In data_engineering.py, add the following decorator function near the top of the file:

from functools import wraps
from typing import Callable
import time
import logging

def log_running_time(func: Callable) -> Callable:
    """Decorator for logging node execution time.

        Args:
            func: Function to be executed.

        Returns:
            Decorator for logging the running time.

    """
    @wraps(func)
    def with_time(*args, **kwargs):
        log = logging.getLogger(__name__)
        t_start = time.time()
        result = func(*args, **kwargs)
        t_end = time.time()
        elapsed = t_end - t_start
        log.info("Running %r took %.2f seconds", func.__name__, elapsed)
        return result
    return with_time

And apply it to each data engineering function by prepending @log_running_time to the definition:

@log_running_time
def preprocess_companies(companies: pd.DataFrame) -> pd.DataFrame:
    ...

@log_running_time
def preprocess_shuttles(shuttles: pd.DataFrame) -> pd.DataFrame:
    ...

Then, if you run your pipeline from the command line, you should see a similar output:

kedro run

...
kedro_tutorial.nodes.data_engineering - INFO - Running 'preprocess_companies' took XXX seconds
...
kedro_tutorial.nodes.data_engineering - INFO - Running 'preprocess_shuttles' took XXX seconds

Decorating the pipeline

A decorator can also be applied to the pipeline rather than each node. In src/kedro_tutorial/nodes/pipeline.py, update the imports from data_engineering.py as follows:

from kedro_tutorial.nodes.data_engineering import (
    preprocess_companies,
    preprocess_shuttles,
    create_master_table,
    log_running_time,
)

Then add the decorators to the pipeline:

def create_pipeline(**kwargs):
    """Create the project's pipeline.

    Args:
        kwargs: Ignore any additional arguments added in the future.

    Returns:
        Pipeline: The resulting pipeline.

    """
    de_pipeline = Pipeline(
        [
            node(preprocess_companies, "companies", "preprocessed_companies"),
            node(preprocess_shuttles, "shuttles", "preprocessed_shuttles"),
            node(
                create_master_table,
                ["preprocessed_shuttles", "preprocessed_companies", "reviews"],
                "master_table",
            ),
        ],
        name="de",
    ).decorate(log_running_time)

    ds_pipeline = Pipeline(
        [
            node(
                split_data,
                ["master_table", "parameters"],
                ["X_train", "X_test", "y_train", "y_test"],
            ),
            node(train_model, ["X_train", "y_train"], "regressor"),
            node(evaluate_model, ["regressor", "X_test", "y_test"], None),
        ],
        name="ds",
    ).decorate(log_running_time)

    return de_pipeline + ds_pipeline

This decorator is commonly used and Kedro already includes it as a built-in decorator called kedro.pipeline.decorators.log_time.

Another built-in decorator is kedro.pipeline.decorators.mem_profile, which will log the maximum memory usage of your node.

Kedro runners

Having specified the data catalog and the pipeline, you are now ready to run the pipeline. There are two different runners you can specify:

  • SequentialRunner - runs your nodes sequentially; once a node has completed its task then the next one starts.
  • ParallelRunner - runs your nodes in parallel; independent nodes are able to run at the same time, allowing you to take advantage of multiple CPU cores.

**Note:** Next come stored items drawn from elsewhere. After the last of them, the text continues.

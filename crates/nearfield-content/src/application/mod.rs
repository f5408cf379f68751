//! Provider implementations over a loaded catalog.

pub mod static_provider;
//! Scene catalog: authored content keyed by story, scene and action key.

use std::collections::{BTreeMap, HashSet};

use nearfield_core::action::{ActionKey, NextActionType};
use nearfield_core::model::{
    AdvanceResult, EntityDelta, InteractionPolicy, NarrativeUnit, SceneStatus, UnitType,
};
use serde::{Deserialize, Serialize};

use crate::error::CatalogError;

/// Root of a catalog file.
#[derive(Debug, Clone, Serialize, Deserialize)]
pub struct SceneCatalog {
    /// Stories in the catalog.
    pub stories: Vec<StoryContent>,
}

/// One authored story.
#[derive(Debug, Clone, Serialize, Deserialize)]
pub struct StoryContent {
    /// Story identifier.
    pub story_id: String,
    /// Display title.
    #[serde(default)]
    pub title: Option<String>,
    /// Scenes of the story.
    pub scenes: Vec<SceneContent>,
}

/// One authored scene.
#[derive(Debug, Clone, Serialize, Deserialize)]
pub struct SceneContent {
    /// Scene identifier.
    pub scene_id: String,
    /// Batches keyed by action key.
    pub actions: BTreeMap<ActionKey, SceneBatch>,
}

/// The authored part of an advance result.
#[derive(Debug, Clone, Serialize, Deserialize)]
pub struct SceneBatch {
    /// Events in playback order.
    #[serde(default)]
    pub new_events: Vec<NarrativeUnit>,
    /// Entity deltas in application order.
    #[serde(default)]
    pub entity_updates: Vec<EntityDelta>,
    /// Declared termination flags.
    #[serde(default)]
    pub scene_status: SceneStatus,
    /// Declared next action.
    pub next_action_type: NextActionType,
}

impl SceneBatch {
    /// Builds the advance result for the given story and scene.
    #[must_use]
    pub fn to_result(&self, story_id: &str, scene_id: &str) -> AdvanceResult {
        AdvanceResult {
            story_id: story_id.to_owned(),
            current_scene_id: scene_id.to_owned(),
            new_events: self.new_events.clone(),
            entity_updates: self.entity_updates.clone(),
            scene_status: self.scene_status.clone(),
            next_action_type: self.next_action_type,
        }
    }

    fn ends_scene(&self) -> bool {
        self.scene_status.ends_scene(self.next_action_type)
    }

    fn declared_policy(&self) -> Option<&InteractionPolicy> {
        self.scene_status.declared_policy(&self.new_events)
    }
}

/// Checks the content rules of a parsed catalog.
///
/// # Errors
///
/// Returns `CatalogError::Invalid` listing every problem found.
pub fn validate_catalog(catalog: &SceneCatalog) -> Result<(), CatalogError> {
    let mut problems = Vec::new();
    let mut story_ids = HashSet::new();

    for story in &catalog.stories {
        if !story_ids.insert(story.story_id.as_str()) {
            problems.push(format!("duplicate story {}", story.story_id));
        }
        let mut scene_ids = HashSet::new();
        for scene in &story.scenes {
            let at = format!("{}/{}", story.story_id, scene.scene_id);
            if !scene_ids.insert(scene.scene_id.as_str()) {
                problems.push(format!("{at}: duplicate scene"));
            }
            validate_scene(&at, scene, &mut problems);
        }
    }

    if problems.is_empty() {
        Ok(())
    } else {
        Err(CatalogError::Invalid(problems.join("; ")))
    }
}

fn validate_scene(at: &str, scene: &SceneContent, problems: &mut Vec<String>) {
    for (key, batch) in &scene.actions {
        let mut unit_ids = HashSet::new();
        for unit in &batch.new_events {
            if unit.unit_id.is_empty() {
                problems.push(format!("{at}/{key}: unit without unit_id"));
            } else if !unit_ids.insert(unit.unit_id.as_str()) {
                problems.push(format!("{at}/{key}: duplicate unit_id {}", unit.unit_id));
            }
            if unit.unit_type != UnitType::InterventionPoint
                && (unit.hint.is_some() || unit.policy.is_some())
            {
                problems.push(format!(
                    "{at}/{key}: unit {} carries a hint or policy but is not an intervention point",
                    unit.unit_id
                ));
            }
        }
        if let Some(policy) = batch.declared_policy() {
            match key {
                _ if policy.max_turns == 0 => {
                    problems.push(format!("{at}/{key}: max_turns must be positive"));
                }
                ActionKey::InteractTurn(turn) if *turn > policy.max_turns => {
                    problems.push(format!(
                        "{at}/{key}: policy of {} turns declared after its budget is spent",
                        policy.max_turns
                    ));
                }
                _ => {}
            }
        }
    }

    let budget = scene
        .actions
        .values()
        .find_map(SceneBatch::declared_policy)
        .map(|p| p.max_turns);
    if let Some(max_turns) = budget {
        if let Some(last) = scene.actions.get(&ActionKey::InteractTurn(max_turns)) {
            if !last.ends_scene() {
                problems.push(format!(
                    "{at}/INTERACT_turn_{max_turns}: last turn of the budget must end the scene"
                ));
            }
        }
    }
}
//! Interaction Policy Tracker.

use nearfield_core::error::AdvanceError;
use nearfield_core::model::InteractionPolicy;

/// Tracks the turn budget of the current scene.
///
/// Invariant: `current_turn <= max_turns` while a policy is active.
#[derive(Debug, Clone, Default, PartialEq, Eq)]
pub struct PolicyTracker {
    active: Option<InteractionPolicy>,
}

impl PolicyTracker {
    /// Creates a tracker with no active policy.
    #[must_use]
    pub fn new() -> Self {
        Self::default()
    }

    /// Starts a policy whose count begins at `elapsed`, the turns the
    /// scene has already taken before the policy was declared.
    ///
    /// # Errors
    ///
    /// Returns `AdvanceError::Validation` if `max_turns` is zero, the
    /// budget is already spent by `elapsed`, or a policy is already active.
    pub fn start(
        &mut self,
        max_turns: u32,
        goal: Option<String>,
        constraints: Option<String>,
        elapsed: u32,
    ) -> Result<(), AdvanceError> {
        if max_turns == 0 {
            return Err(AdvanceError::Validation(
                "interaction policy max_turns must be positive".to_owned(),
            ));
        }
        if elapsed >= max_turns {
            return Err(AdvanceError::Validation(format!(
                "interaction policy of {max_turns} turns declared after turn {elapsed}"
            )));
        }
        if self.active.is_some() {
            return Err(AdvanceError::Validation(
                "interaction policy already started for this scene".to_owned(),
            ));
        }
        self.active = Some(InteractionPolicy {
            max_turns,
            current_turn: elapsed,
            goal,
            constraints,
        });
        Ok(())
    }

    /// Counts one accepted turn.
    ///
    /// # Errors
    ///
    /// Returns `AdvanceError::PolicyExhausted` if the budget is already
    /// spent, or `AdvanceError::Validation` if no policy is active.
    pub fn advance(&mut self, scene_id: &str) -> Result<u32, AdvanceError> {
        let policy = self.active.as_mut().ok_or_else(|| {
            AdvanceError::Validation("no interaction policy is active".to_owned())
        })?;
        if policy.current_turn == policy.max_turns {
            return Err(AdvanceError::PolicyExhausted {
                scene_id: scene_id.to_owned(),
                max_turns: policy.max_turns,
            });
        }
        policy.current_turn += 1;
        Ok(policy.current_turn)
    }

    /// True iff a policy is active and its budget is spent.
    #[must_use]
    pub fn is_converged(&self) -> bool {
        self.active
            .as_ref()
            .is_some_and(|p| p.current_turn == p.max_turns)
    }

    /// Returns to "no active policy".
    pub fn clear(&mut self) {
        self.active = None;
    }

    /// True while a policy is active.
    #[must_use]
    pub fn is_active(&self) -> bool {
        self.active.is_some()
    }

    /// The active policy, if any.
    #[must_use]
    pub fn policy(&self) -> Option<&InteractionPolicy> {
        self.active.as_ref()
    }
}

By default, Kedro uses a SequentialRunner, which is instantiated when you execute kedro run from the command line. Switching to use ParallelRunner is as simple as providing an additional flag when running the pipeline from the command line as follows:

kedro run --parallel

ParallelRunner executes the pipeline nodes in parallel, and is more efficient when there are independent branches in your pipeline.

Note: ParallelRunner performs task parallelisation, which is different from data parallelisation as seen in PySpark.